About eighty years after the first war of independence of 1857, India was again gearing up
for an armed revolt. A fiery revolutionary, Subhash Chandra Bose, had little faith in
Gandhiji's non-violence and felt that the only way to compel the British to Quit India was
an armed struggle. Bose was under house arrest when he made a dramatic escape to Kabul and
from there to Berlin and then to Japan in 1941, to enlist the support of the Japanese
government. He raised the Indian National Army (INA) or the Azad Hind Fauj, within two
years, consisting of some 60,000 Indian prisoners of war who had fallen into Japanese
hands in South-East Asia. At Singapore, he proclaimed a provisional national
government-Asad Hind government of free India. The INA entered India's eastern frontier
through Burma and raised the Tricolour on Indian soil on March 22, 1944. However, the
onset of the monsoon and Japan's surrender to the allied forces in the World War II,
forced Netaji to call off his campaign and order a withdrawal. In 1945, when the war
ended, thousands of INA soldiers were taken prisoners by the British and charged with
treason. Many were executed but some were put on trial. Their trial at the Red Fort
aroused public protests in the country. Leading Indian advocates, who defended them, drew
the nations attention to the stirring rule the INA had played under Bose, in furthering
the national cause. Finally the British released them.

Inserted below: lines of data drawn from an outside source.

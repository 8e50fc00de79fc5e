//! r2d2-backed SQLite connection pool

use std::path::Path;
use std::time::Instant;

use r2d2::Pool;
use r2d2_sqlite::SqliteConnectionManager;
use tracing::{debug, info, instrument, warn};

use super::config::SqlitePoolConfig;
use super::connection::SqliteConnection;
use super::error::{StorageError, StorageResult};
use super::pragmas::apply_connection_pragmas;

/// Snapshot of pool occupancy.
#[derive(Debug, Clone, Copy, PartialEq, Eq)]
pub struct PoolHealth {
    pub connections: u32,
    pub idle_connections: u32,
    pub max_size: u32,
}

/// Pool of SQLite connections with pragmas applied on creation.
#[derive(Debug, Clone)]
pub struct SqlitePool {
    pool: Pool<SqliteConnectionManager>,
    config: SqlitePoolConfig,
}

impl SqlitePool {
    /// Open (or create) the database at `path` and build the pool.
    ///
    /// A test connection is checked out before returning so a bad path
    /// fails here rather than on first use.
    #[instrument(skip(config), fields(db_path = ?path, pool_size = config.max_size))]
    pub fn open(path: &Path, config: SqlitePoolConfig) -> StorageResult<Self> {
        if config.max_size == 0 {
            return Err(StorageError::InvalidConfig("pool size must be at least 1".to_string()));
        }

        info!("Creating SQLite connection pool");

        let init_config = config.clone();
        let manager = SqliteConnectionManager::file(path).with_init(move |conn| {
            apply_connection_pragmas(conn, &init_config)
                .map_err(|e| rusqlite::Error::ToSqlConversionFailure(Box::new(e)))
        });

        let pool = Pool::builder()
            .max_size(config.max_size)
            .connection_timeout(config.connection_timeout)
            .build(manager)
            .map_err(|e| {
                warn!("Failed to create connection pool: {}", e);
                StorageError::Connection(format!("Failed to create pool: {}", e))
            })?;

        drop(pool.get().map_err(|e| {
            StorageError::Connection(format!("Failed to get test connection: {}", e))
        })?);

        info!("SQLite pool created with {} connections", config.max_size);
        Ok(Self { pool, config })
    }

    /// Check out a connection.
    pub fn get(&self) -> StorageResult<SqliteConnection> {
        let start = Instant::now();
        match self.pool.get() {
            Ok(conn) => {
                debug!(elapsed_ms = start.elapsed().as_millis() as u64, "Connection acquired");
                Ok(SqliteConnection::new(conn))
            }
            Err(e) => {
                if e.to_string().to_lowercase().contains("timed out") {
                    warn!("Connection timeout after {:?}", self.config.connection_timeout);
                    Err(StorageError::Timeout(self.config.connection_timeout.as_secs()))
                } else {
                    warn!("Connection error: {}", e);
                    Err(StorageError::Connection(format!("Failed to get connection: {}", e)))
                }
            }
        }
    }

    pub fn health(&self) -> PoolHealth {
        let state = self.pool.state();
        PoolHealth {
            connections: state.connections,
            idle_connections: state.idle_connections,
            max_size: self.config.max_size,
        }
    }

    pub fn config(&self) -> &SqlitePoolConfig {
        &self.config
    }
}
//! Meal plan resolution, overrides and prefetch.

mod support;

use std::sync::Arc;

use chrono::{Duration, NaiveDate, TimeZone, Utc};
use hearth_core::MealPlanService;
use hearth_domain::{
    CoursePayload, HearthError, Holiday, MealOverrideInput, MealPlanSource, MealPlanType,
};
use support::meals::{recipe, MockHolidayRepository, MockMealPlanRepository, MockRecipeSource};
use support::users::MockUserDirectory;

struct Fixture {
    plans: MockMealPlanRepository,
    users: MockUserDirectory,
    recipes: Arc<MockRecipeSource>,
    service: MealPlanService,
}

fn fixture(recipes: MockRecipeSource, holidays: MockHolidayRepository) -> Fixture {
    let plans = MockMealPlanRepository::new();
    let users = MockUserDirectory::new().with_locale("u1", "en-GB");
    let recipes = Arc::new(recipes);
    let service = MealPlanService::new(
        Arc::new(plans.clone()),
        Arc::new(holidays),
        Arc::new(users.clone()),
        recipes.clone(),
    );
    Fixture { plans, users, recipes, service }
}

fn day(d: u32) -> NaiveDate {
    NaiveDate::from_ymd_opt(2024, 12, d).unwrap()
}

fn christmas(country: &str) -> Holiday {
    Holiday {
        id: "hol-xmas".into(),
        country_code: country.into(),
        date: Utc.with_ymd_and_hms(2024, 12, 25, 0, 0, 0).unwrap(),
        name: "Christmas Day".into(),
        holiday_type: Some("National holiday".into()),
        raw_payload: None,
    }
}

#[tokio::test]
async fn template_is_generated_once_and_reused() {
    let f = fixture(MockRecipeSource::new(), MockHolidayRepository::new());

    let first = f.service.get_plan("u1", day(3), None).await.unwrap();
    let second = f.service.get_plan("u2", day(3), None).await.unwrap();

    assert_eq!(f.recipes.generate_calls(), vec![2000]);
    assert_eq!(f.plans.templates().len(), 1);
    assert_eq!(first.source, MealPlanSource::Template);
    assert_eq!(first.courses, second.courses);
    assert_eq!(first.date_key, "2024-12-03");
    assert!(!first.is_holiday);
    assert_eq!(first.courses["breakfast"][0].id, 11);
    assert_eq!(first.courses["dinner"][0].id, 33);
    assert!(first.courses["snacks"].is_empty());
    assert_eq!(first.calories, Some(1995.0));
    let macros = first.macros.unwrap();
    assert_eq!(macros["protein"], 90.0);
    assert_eq!(macros["carbohydrates"], 0.0);
}

#[tokio::test]
async fn holiday_plan_gets_dessert_and_bonus_calories() {
    let recipes = MockRecipeSource { dessert: Some(recipe(99, "Yule Log")), ..Default::default() };
    let f = fixture(recipes, MockHolidayRepository::new());
    let holiday = christmas("GB");

    let plan = f.service.get_plan("u1", day(25), Some(&holiday)).await.unwrap();

    assert_eq!(f.recipes.generate_calls(), vec![2300]);
    assert!(plan.is_holiday);
    assert_eq!(plan.holiday.as_ref().map(|h| h.name.as_str()), Some("Christmas Day"));
    assert_eq!(plan.courses["dessert"][0].title, "Yule Log");
    assert_eq!(f.plans.templates()[0].plan_type, MealPlanType::Holiday);
}

#[tokio::test]
async fn holiday_without_random_recipe_uses_fruit_plate() {
    let f = fixture(MockRecipeSource::new(), MockHolidayRepository::new());
    let plan = f.service.get_plan("u1", day(25), Some(&christmas("GB"))).await.unwrap();

    let dessert = &plan.courses["dessert"][0];
    assert_eq!(dessert.id, 0);
    assert_eq!(dessert.title, "Seasonal Fruit Plate");
    assert_eq!(dessert.nutrients.as_ref().unwrap()["calories"], 230.0);
}

#[tokio::test]
async fn override_wins_over_existing_template() {
    let f = fixture(MockRecipeSource::new(), MockHolidayRepository::new());
    f.service.get_plan("u1", day(5), None).await.unwrap();

    f.service
        .save_override(
            "u1",
            "2024-12-05",
            MealOverrideInput {
                holiday_id: None,
                courses: CoursePayload::Flat(vec![recipe(7, "Leftovers")]),
                calories: Some(1500.0),
                macros: None,
                notes: Some("clear the fridge".into()),
            },
        )
        .await
        .unwrap();

    let plan = f.service.get_plan("u1", day(5), None).await.unwrap();
    assert_eq!(plan.source, MealPlanSource::Override);
    assert_eq!(plan.courses["custom"][0].title, "Leftovers");
    assert_eq!(plan.calories, Some(1500.0));

    let other_user = f.service.get_plan("u2", day(5), None).await.unwrap();
    assert_eq!(other_user.source, MealPlanSource::Template);
}

#[tokio::test]
async fn saving_override_twice_updates_in_place() {
    let f = fixture(MockRecipeSource::new(), MockHolidayRepository::new());
    let input = |title: &str, notes: Option<&str>| MealOverrideInput {
        holiday_id: None,
        courses: CoursePayload::Flat(vec![recipe(1, title)]),
        calories: None,
        macros: None,
        notes: notes.map(str::to_string),
    };

    f.service.save_override("u1", "2024-12-06", input("Soup", Some("light"))).await.unwrap();
    let updated =
        f.service.save_override("u1", "2024-12-06", input("Stew", None)).await.unwrap();

    assert_eq!(f.plans.overrides().len(), 1);
    assert_eq!(updated.courses["custom"][0].title, "Stew");
    assert_eq!(updated.notes.as_deref(), Some("light"));
}

#[tokio::test]
async fn override_with_bad_date_key_is_rejected() {
    let f = fixture(MockRecipeSource::new(), MockHolidayRepository::new());
    let err = f
        .service
        .save_override(
            "u1",
            "12/06/2024",
            MealOverrideInput {
                holiday_id: None,
                courses: CoursePayload::Flat(Vec::new()),
                calories: None,
                macros: None,
                notes: None,
            },
        )
        .await
        .unwrap_err();
    assert!(matches!(err, HearthError::Validation(_)));
}

#[tokio::test]
async fn upcoming_days_are_clamped() {
    let f = fixture(MockRecipeSource::new(), MockHolidayRepository::new());

    let many = f.service.list_upcoming_from("u1", day(1), 40).await.unwrap();
    assert_eq!(many.len(), 30);
    assert_eq!(many[0].date_key, "2024-12-01");
    assert_eq!(many[29].date_key, "2024-12-30");

    let none = f.service.list_upcoming_from("u1", day(1), 0).await.unwrap();
    assert_eq!(none.len(), 1);
}

#[tokio::test]
async fn holiday_lookup_uses_locale_region() {
    let holidays = MockHolidayRepository::new().with_holiday(christmas("GB"));
    let f = fixture(MockRecipeSource::new(), holidays);

    let found = f.service.find_holiday_for_date("u1", day(25)).await.unwrap();
    assert_eq!(found.map(|h| h.id), Some("hol-xmas".to_string()));

    // u2 has no preferences and resolves to US
    assert!(f.service.find_holiday_for_date("u2", day(25)).await.unwrap().is_none());
    assert!(f.service.find_holiday_for_date("u1", day(24)).await.unwrap().is_none());
}

#[tokio::test]
async fn daily_plan_prefers_explicit_holiday_id() {
    let holidays = MockHolidayRepository::new().with_holiday(christmas("US"));
    let f = fixture(MockRecipeSource::new(), holidays);

    let explicit = f.service.daily_plan("u1", day(2), Some("hol-xmas")).await.unwrap();
    assert!(explicit.is_holiday);

    let unknown = f.service.daily_plan("u1", day(2), Some("hol-missing")).await.unwrap();
    assert!(!unknown.is_holiday);
}

#[tokio::test]
async fn upcoming_resolves_holidays_per_day() {
    let start = Utc::now().date_naive();
    let holiday = Holiday {
        date: Utc.from_utc_datetime(&(start + Duration::days(1)).and_hms_opt(0, 0, 0).unwrap()),
        ..christmas("GB")
    };
    let f = fixture(MockRecipeSource::new(), MockHolidayRepository::new().with_holiday(holiday));

    let plans = f.service.list_upcoming("u1", 3).await.unwrap();
    let flags: Vec<bool> = plans.iter().map(|p| p.is_holiday).collect();
    assert_eq!(flags, vec![false, true, false]);
}

#[tokio::test]
async fn generation_errors_propagate() {
    let f = fixture(MockRecipeSource::failing(), MockHolidayRepository::new());
    let err = f.service.get_plan("u1", day(8), None).await.unwrap_err();
    assert!(matches!(err, HearthError::ConfigurationMissing(_)));
    assert!(f.plans.templates().is_empty());
}

#[tokio::test]
async fn prefetch_warms_every_user_and_creates_preferences() {
    let f = fixture(MockRecipeSource::new(), MockHolidayRepository::new());
    let users = f.users.clone().with_user("u2");

    let summary = f.service.prefetch_all_users(7).await.unwrap();
    assert_eq!(summary.targets, 2);
    assert_eq!(summary.failures, 0);
    assert!(users.has_preferences("u2"));
    assert_eq!(f.plans.templates().len(), 7);
}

During and after World War II, people of India suffered great hardships due to shortages
of essential commodities and rising prices. In addition, in 1943, a severe famine ravaged
Bengal, claiming three million lives. There was a wave of discontent against the
government when the war ended in Europe, the government realized that it would be
impossible to hold India by force. So, on June 14, 1945, it invited the Indian leaders to
a conference at Shimla to discuss the formation of a new Executive Council consisting of
Hindus and Muslims, based on caste representation. But because of disagreement between the
Muslim league and the congress, the talks failed. To work out a plan for the transfer of
power to Indian leaders so that they could form an Interim National Government, a British
Cabinet Mission led by Lord Pethick Lawrence came to India. But the Muslim league did not
agree to the transfer of power till a separate Muslim state of Pakistan was given to them,
while the congress stood for a united India.

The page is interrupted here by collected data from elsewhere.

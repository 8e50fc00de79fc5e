//! SQLite-backed calendar account store.

use std::sync::Arc;

use async_trait::async_trait;
use chrono::Utc;
use hearth_core::CalendarAccountRepository;
use hearth_domain::{
    CalendarAccount, CalendarAccountUpsert, CredentialUpdate, HearthError,
    Result as DomainResult,
};
use rusqlite::{params, OptionalExtension, Row};

use super::manager::DbManager;
use super::support::{from_opt_ts, from_ts, new_id, to_ts, with_connection};
use crate::errors::sql_err;

const ACCOUNT_COLUMNS: &str = "id, user_id, provider, external_id, email, label, access_token_enc, \
     refresh_token_enc, expires_at, last_synced_at, created_at, updated_at";

// The refresh credential survives when the caller has none to offer.
const ACCOUNT_UPSERT_SQL: &str = "INSERT INTO calendar_accounts (
        id, user_id, provider, external_id, email, label, access_token_enc,
        refresh_token_enc, expires_at, last_synced_at, created_at, updated_at
    ) VALUES (?1, ?2, ?3, ?4, ?5, ?6, ?7, ?8, ?9, NULL, ?10, ?10)
    ON CONFLICT(provider, external_id) DO UPDATE SET
        user_id = excluded.user_id,
        email = excluded.email,
        label = excluded.label,
        access_token_enc = excluded.access_token_enc,
        refresh_token_enc = COALESCE(excluded.refresh_token_enc, calendar_accounts.refresh_token_enc),
        expires_at = excluded.expires_at,
        last_synced_at = NULL,
        updated_at = excluded.updated_at";

const CREDENTIAL_UPDATE_SQL: &str = "UPDATE calendar_accounts SET
        access_token_enc = ?2,
        refresh_token_enc = COALESCE(?3, refresh_token_enc),
        expires_at = COALESCE(?4, expires_at),
        updated_at = ?5
    WHERE id = ?1";

const OWNER_IDS_SQL: &str = "SELECT DISTINCT user_id FROM calendar_accounts ORDER BY user_id";

pub struct SqliteCalendarAccountRepository {
    db: Arc<DbManager>,
}

impl SqliteCalendarAccountRepository {
    pub fn new(db: Arc<DbManager>) -> Self {
        Self { db }
    }
}

fn map_account_row(row: &Row<'_>) -> rusqlite::Result<RawAccount> {
    Ok(RawAccount {
        id: row.get(0)?,
        user_id: row.get(1)?,
        provider: row.get(2)?,
        external_id: row.get(3)?,
        email: row.get(4)?,
        label: row.get(5)?,
        access_token_enc: row.get(6)?,
        refresh_token_enc: row.get(7)?,
        expires_at: row.get(8)?,
        last_synced_at: row.get(9)?,
        created_at: row.get(10)?,
        updated_at: row.get(11)?,
    })
}

/// Row as stored, before timestamp conversion.
struct RawAccount {
    id: String,
    user_id: String,
    provider: String,
    external_id: String,
    email: Option<String>,
    label: Option<String>,
    access_token_enc: String,
    refresh_token_enc: Option<String>,
    expires_at: Option<i64>,
    last_synced_at: Option<i64>,
    created_at: i64,
    updated_at: i64,
}

impl RawAccount {
    fn into_account(self) -> DomainResult<CalendarAccount> {
        Ok(CalendarAccount {
            id: self.id,
            user_id: self.user_id,
            provider: self.provider,
            external_id: self.external_id,
            email: self.email,
            label: self.label,
            access_token_enc: self.access_token_enc,
            refresh_token_enc: self.refresh_token_enc,
            expires_at: from_opt_ts(self.expires_at)?,
            last_synced_at: from_opt_ts(self.last_synced_at)?,
            created_at: from_ts(self.created_at)?,
            updated_at: from_ts(self.updated_at)?,
        })
    }
}

fn query_by_id(conn: &rusqlite::Connection, id: &str) -> DomainResult<Option<CalendarAccount>> {
    conn.query_row(
        &format!("SELECT {ACCOUNT_COLUMNS} FROM calendar_accounts WHERE id = ?1"),
        params![id],
        map_account_row,
    )
    .optional()
    .map_err(sql_err)?
    .map(RawAccount::into_account)
    .transpose()
}

#[async_trait]
impl CalendarAccountRepository for SqliteCalendarAccountRepository {
    async fn find_by_id(&self, account_id: &str) -> DomainResult<Option<CalendarAccount>> {
        let account_id = account_id.to_string();
        with_connection(&self.db, move |conn| query_by_id(conn, &account_id)).await
    }

    async fn list_for_user(&self, user_id: &str) -> DomainResult<Vec<CalendarAccount>> {
        let user_id = user_id.to_string();
        with_connection(&self.db, move |conn| {
            let mut stmt = conn
                .prepare(&format!(
                    "SELECT {ACCOUNT_COLUMNS} FROM calendar_accounts
                     WHERE user_id = ?1 ORDER BY created_at, id"
                ))
                .map_err(sql_err)?;
            let rows = stmt
                .query_map(params![user_id], map_account_row)
                .map_err(sql_err)?
                .collect::<Result<Vec<_>, _>>()
                .map_err(sql_err)?;
            rows.into_iter().map(RawAccount::into_account).collect()
        })
        .await
    }

    async fn list_owner_ids(&self) -> DomainResult<Vec<String>> {
        with_connection(&self.db, |conn| {
            let mut stmt = conn.prepare(OWNER_IDS_SQL).map_err(sql_err)?;
            let ids = stmt
                .query_map([], |row| row.get::<_, String>(0))
                .map_err(sql_err)?
                .collect::<Result<Vec<_>, _>>()
                .map_err(sql_err)?;
            Ok(ids)
        })
        .await
    }

    async fn upsert(&self, data: CalendarAccountUpsert) -> DomainResult<CalendarAccount> {
        with_connection(&self.db, move |conn| {
            let provider = data.provider.to_string();
            conn.execute(
                ACCOUNT_UPSERT_SQL,
                params![
                    new_id(),
                    data.user_id,
                    provider,
                    data.external_id,
                    data.email,
                    data.label,
                    data.access_token_enc,
                    data.refresh_token_enc,
                    data.expires_at.map(to_ts),
                    Utc::now().timestamp(),
                ],
            )
            .map_err(sql_err)?;

            conn.query_row(
                &format!(
                    "SELECT {ACCOUNT_COLUMNS} FROM calendar_accounts
                     WHERE provider = ?1 AND external_id = ?2"
                ),
                params![provider, data.external_id],
                map_account_row,
            )
            .map_err(sql_err)?
            .into_account()
        })
        .await
    }

    async fn update_credentials(
        &self,
        account_id: &str,
        update: CredentialUpdate,
    ) -> DomainResult<()> {
        let account_id = account_id.to_string();
        with_connection(&self.db, move |conn| {
            let changed = conn
                .execute(
                    CREDENTIAL_UPDATE_SQL,
                    params![
                        account_id,
                        update.access_token_enc,
                        update.refresh_token_enc,
                        update.expires_at.map(to_ts),
                        Utc::now().timestamp(),
                    ],
                )
                .map_err(sql_err)?;
            if changed == 0 {
                return Err(HearthError::NotFound(format!("calendar account {account_id}")));
            }
            Ok(())
        })
        .await
    }
}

About 3,000 naval ratings on the Signal Training Ship HMIS Talwar of the Royal Indian Navy
(RIN) in Mumbai rebelled against racial discrimination, poor pay and inadequate food, on
February 19, 1946 and attacked a number of British officers. The ratings called themselves
Azad Hindi, shouted slogans of 'Quit India' and 'Jai Hind', and renamed RIN, the Indian
National Navy. The revolt spread to major naval establishments in Mumbai, Karachi, Kolkata
and other places, within 48 hours. The mutineers were in control of nearly twenty vessels
in Mumbai Harbour, including the flagship of British Vice-Admiral and had trained the ship
guns on the city by February 22nd. Between the British army, the police and RIN strikers,
there were pitched battles, leaving over thousand injured and 236 people dead in Mumbai
alone. When Indian leaders urged the mutineers to surrender and assured them that their
legitimate demands would be met, on February 23, the strike was called off. The mutiny
convinced the British government that the foundations of their empire were collapsing and
they must speed up the process of independence for India.
As Viceroy of India, Lord Louis Mountbatten arrived in March 1947 with instruction from
the British government to transfer power to Indians by June 1948. The situation in India
was grim. In Punjab, Bengal and Assam, communal fury and killings were leading to division
of the country and the congress dream of a free, united India was shattered. All the
parties accepted the plan of the portion of India announced by Lord Mountbatten. The
Western areas of the North-West Frontier Province, Punjab, Baluchistan, in the west and
Sind and the Eastern half of Bengal with Muslim majorities were to form the new
independent state of Pakistan. The date for simultaneous transfer of power to India and
Pakistan was advanced to August 15, 1947, as the Hindu-Muslim relations further
deteriorated. Within the British Commonwealth, the constituent assembly in New Delhi
declared India a Dominion. Lord Mountbatten was chosen by India as its first
Governor-General.
On the night of August 14, 1947, arrived a most memorable and glorious moment in the
History of India, when the power passed from British to Indian hands. Lord Mountbatten,
the governor-general, swore in Jawaharlal Nehru as the first Prime Minister of free India.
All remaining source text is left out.